Lottie Helwick

(1911–1992) worked in an era when a woman who performed essential work in

the realization of built structures never shared official credit for the projects she worked quietly behind the scenes to make possible. Helwick did “all the drawings” for the Cleveland Zoo’s iconic Pachyderm House while working for Hays & Ruth, including the critical subterranean engineering. But it was the role she played as an employee of Barnes  Neiswander in the realization of Western Reserve University’s Nursing & Dental School complex that she regarded as “my finest contribution to architectural work.” Handed a sketch, “I went ahead and did the mechanical or electrical drawings all myself,” she told oral historian Stanley Garfinkel looking back from the age of 76. As word spread “that I could carry a gang of six or seven fellows, correct what they did and coordinate all the engineering and the architectural,” Helwick would be engaged as a valuable team member, in the course of her career, by 14 local design firms including Spahn & Barnes, Outcalt Guenther, and Hays & Ruth, who trusted her to “do the detail”—which ranged from creative decisions on things like doors and moldings that gave a building its distinctive touches…to the tricky coordination of design and the intricate engineering.

 

At Carnegie Tech, told she couldn’t study architecture “because I was a girl” and directed “upstairs” to Painting & Decorating, she stubbornly sat in the administrative office for a week till the school relented.

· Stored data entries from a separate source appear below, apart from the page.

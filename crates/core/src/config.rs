//! Client configuration: defaults, optional file, then environment

use crate::error::CoreResult;
use crate::session::{DEFAULT_ACCESS_TOKEN_MAX_AGE_SECS, DEFAULT_LOGIN_PATH};
use crate::storage::{CookiePolicy, SameSite};
use crate::validation::{ValidateConfig, validators};
use config::ConfigError;
use serde::{Deserialize, Serialize};
use std::path::{Path, PathBuf};

/// Production backend
pub const DEFAULT_BASE_URL: &str = "https://artci.api-medev.com";

/// Prefix of environment overrides, e.g. `SIGNALEMENT__API__BASE_URL`
pub const ENV_PREFIX: &str = "SIGNALEMENT";

#[derive(Debug, Clone, Default, PartialEq, Eq, Serialize, Deserialize)]
pub struct ClientSettings {
    pub api: ApiSettings,
    pub session: SessionSettings,
    #[serde(default)]
    pub storage: StorageSettings,
}

#[derive(Debug, Clone, PartialEq, Eq, Serialize, Deserialize)]
pub struct ApiSettings {
    /// Backend root, without trailing slash
    pub base_url: String,

    /// Transport timeout in seconds; unset means no timeout
    #[serde(default)]
    pub timeout_secs: Option<u64>,

    pub user_agent: String,
}

#[derive(Debug, Clone, PartialEq, Eq, Serialize, Deserialize)]
pub struct SessionSettings {
    /// Where the user is sent when the session ends
    pub login_path: String,

    pub access_token_max_age_secs: i64,

    pub cookie: CookieSettings,
}

#[derive(Debug, Clone, PartialEq, Eq, Serialize, Deserialize)]
pub struct CookieSettings {
    pub secure: bool,
    pub same_site: SameSite,

    /// Write bare `Path=/` cookies, ignoring `secure` and `same_site`
    #[serde(default)]
    pub legacy: bool,
}

#[derive(Debug, Clone, Default, PartialEq, Eq, Serialize, Deserialize)]
pub struct StorageSettings {
    #[serde(default)]
    pub data_dir: Option<PathBuf>,
}

impl Default for ApiSettings {
    fn default() -> Self {
        Self {
            base_url: DEFAULT_BASE_URL.to_string(),
            timeout_secs: None,
            user_agent: concat!("signalement-admin/", env!("CARGO_PKG_VERSION")).to_string(),
        }
    }
}

impl Default for SessionSettings {
    fn default() -> Self {
        Self {
            login_path: DEFAULT_LOGIN_PATH.to_string(),
            access_token_max_age_secs: DEFAULT_ACCESS_TOKEN_MAX_AGE_SECS,
            cookie: CookieSettings::default(),
        }
    }
}

impl Default for CookieSettings {
    fn default() -> Self {
        Self {
            secure: true,
            same_site: SameSite::Strict,
            legacy: false,
        }
    }
}

impl CookieSettings {
    pub const fn policy(&self) -> CookiePolicy {
        if self.legacy {
            CookiePolicy::legacy()
        } else {
            CookiePolicy {
                secure: self.secure,
                same_site: Some(self.same_site),
            }
        }
    }
}

impl StorageSettings {
    /// Configured directory, or the platform data directory
    pub fn resolved_data_dir(&self) -> PathBuf {
        self.data_dir.clone().unwrap_or_else(|| {
            dirs::data_dir()
                .unwrap_or_else(|| PathBuf::from("."))
                .join("signalement")
        })
    }
}

impl ClientSettings {
    /// Load defaults, then `path` if given, then `SIGNALEMENT__*` variables
    ///
    /// # Errors
    ///
    /// Returns an error if the file cannot be read, a value has the wrong
    /// type, or the merged settings fail validation
    pub fn load(path: Option<&Path>) -> CoreResult<Self> {
        Self::load_with_env(path, None)
    }

    /// Same as [`load`](Self::load) with an explicit environment map
    /// instead of the process environment
    pub fn load_with_env(
        path: Option<&Path>,
        env: Option<config::Map<String, String>>,
    ) -> CoreResult<Self> {
        let defaults = Self::default();

        let mut builder = config::Config::builder()
            .set_default("api.base_url", defaults.api.base_url)?
            .set_default("api.user_agent", defaults.api.user_agent)?
            .set_default("session.login_path", defaults.session.login_path)?
            .set_default(
                "session.access_token_max_age_secs",
                defaults.session.access_token_max_age_secs,
            )?
            .set_default("session.cookie.secure", defaults.session.cookie.secure)?
            .set_default("session.cookie.same_site", "strict")?
            .set_default("session.cookie.legacy", defaults.session.cookie.legacy)?;

        if let Some(path) = path {
            builder = builder.add_source(config::File::from(path));
        }

        let settings = builder
            .add_source(
                config::Environment::with_prefix(ENV_PREFIX)
                    .separator("__")
                    .try_parsing(true)
                    .source(env),
            )
            .build()?;

        let loaded: Self = settings.try_deserialize()?;
        loaded.validate()?;
        debug!(base_url = %loaded.api.base_url, "Client settings loaded");
        Ok(loaded)
    }

    /// Base URL with any trailing slash removed
    pub fn base_url(&self) -> &str {
        self.api.base_url.trim_end_matches('/')
    }
}

impl ValidateConfig for ClientSettings {
    fn validate(&self) -> Result<(), ConfigError> {
        validators::validate_http_url(&self.api.base_url, "api.base_url")?;
        validators::validate_not_empty(&self.api.user_agent, "api.user_agent")?;
        if let Some(timeout) = self.api.timeout_secs {
            validators::validate_range(timeout, 1, 600, "api.timeout_secs")?;
        }
        validators::validate_app_path(&self.session.login_path, "session.login_path")?;
        validators::validate_range(
            self.session.access_token_max_age_secs,
            1,
            30 * 24 * 3600,
            "session.access_token_max_age_secs",
        )?;
        Ok(())
    }
}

When students’ design projects were hung in a long corridor for faculty judgment and she got higher grades than her classmates, the boys “wore sour faces,” she told Garfinkel, and cried “ ‘teacher’s pet!’ Well, I wasn’t. The damn teachers made me work harder than the rest of them.” Informed that girls couldn’t do math, she was soon grading papers for the math teacher. But after she’d completed two-and-half-years of studies in a year and a half, the Depression forced her to move back home.

 

 

 

 

Photo courtesy David Ellison

 

 

 

It was growing up in a 22-room old English house just up the hill from Western Reserve University designed by Franke Meade (with seven working fireplaces) that sparked  her appreciation for and “the willingness to do” detailed architectural work. But Helwick, only the second woman ever to graduate from WRU in architecture, had already become a big-picture person. (Hired to do an addition for an avid collector of English wood engravings, she designed an entire room around the collections.) “When I got into a project, I wasn’t content to know just one part of it, I had to know what was happening in the whole ball of wax.” As an employee of Hays & Ruth she spent six months sitting “in a corner of the Cleveland Museum of Art,” for which Hays was doing an addition, “sorting out and putting all their drawings together from the original building on.”

 

Looking back, did she feel she was treated fairly and equally, she was asked. “No. Never. Salary-wise, never.” Did it ever make her mad? “Sure, but you didn’t dare show it. If you liked the work, you forgot about it. You went ahead and went to work.” Inducted into the American Institute of Architects (AIA) in 1942, Lottie Helwick would spend almost 10 years coordinating the activities of the Cleveland chapter, without pay.